┌──

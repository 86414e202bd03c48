use crate::commands::{CmdMessage, CmdResult, ItemOutcome};
use crate::error::Result;
use crate::store::{CatalogStore, StorageBackend};

pub fn run<B: StorageBackend>(store: &mut CatalogStore<B>, name: &str) -> Result<CmdResult> {
    let mut next = store.catalog().clone();
    if next.remove(name).is_none() {
        return Ok(CmdResult::default()
            .with_outcome(ItemOutcome::NotFound)
            .with_message(CmdMessage::error(format!("Item '{}' not found.", name))));
    }

    store.commit(next)?;
    tracing::info!(item = name, "item deleted");

    Ok(CmdResult::default()
        .with_outcome(ItemOutcome::Deleted)
        .with_message(CmdMessage::success(format!("Item '{}' deleted.", name))))
}

#[cfg(test)]
mod tests {
    use super::*;
    use crate::commands::search;
    use crate::store::fixtures::StoreFixture;

    #[test]
    fn deleted_item_no_longer_found() {
        let mut store = StoreFixture::new()
            .with_item("Widget", 5)
            .with_item("Gadget", 1)
            .build();
        let result = run(&mut store, "Widget").unwrap();

        assert_eq!(result.outcome, Some(ItemOutcome::Deleted));
        assert!(search::run(&store, "Widget", None)
            .unwrap()
            .listed_items
            .is_empty());
        assert_eq!(store.backend().save_count(), 1);
    }

    #[test]
    fn failed_write_keeps_the_item() {
        let mut store = StoreFixture::new().with_item("Widget", 5).build();
        store.backend().set_simulate_write_error(true);

        assert!(run(&mut store, "Widget").is_err());
        assert!(store.catalog().contains("Widget"));
        assert_eq!(&store.backend().load_catalog().unwrap(), store.catalog());
    }

    #[test]
    fn deleting_absent_item_leaves_catalog_untouched() {
        let mut store = StoreFixture::new().with_item("Widget", 5).build();
        let before = store.catalog().clone();

        let result = run(&mut store, "widget").unwrap();

        assert_eq!(result.outcome, Some(ItemOutcome::NotFound));
        assert_eq!(store.catalog(), &before);
        assert_eq!(store.backend().save_count(), 0);
    }
}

└──

Lines from the one containing "assert_eq!(store.catalog(), &before);" through the end of the entries above must be copied exactly; include both ends and no other lines.

RESULT FOR THIS EXERCISE
        assert_eq!(store.catalog(), &before);
        assert_eq!(store.backend().save_count(), 0);
    }
}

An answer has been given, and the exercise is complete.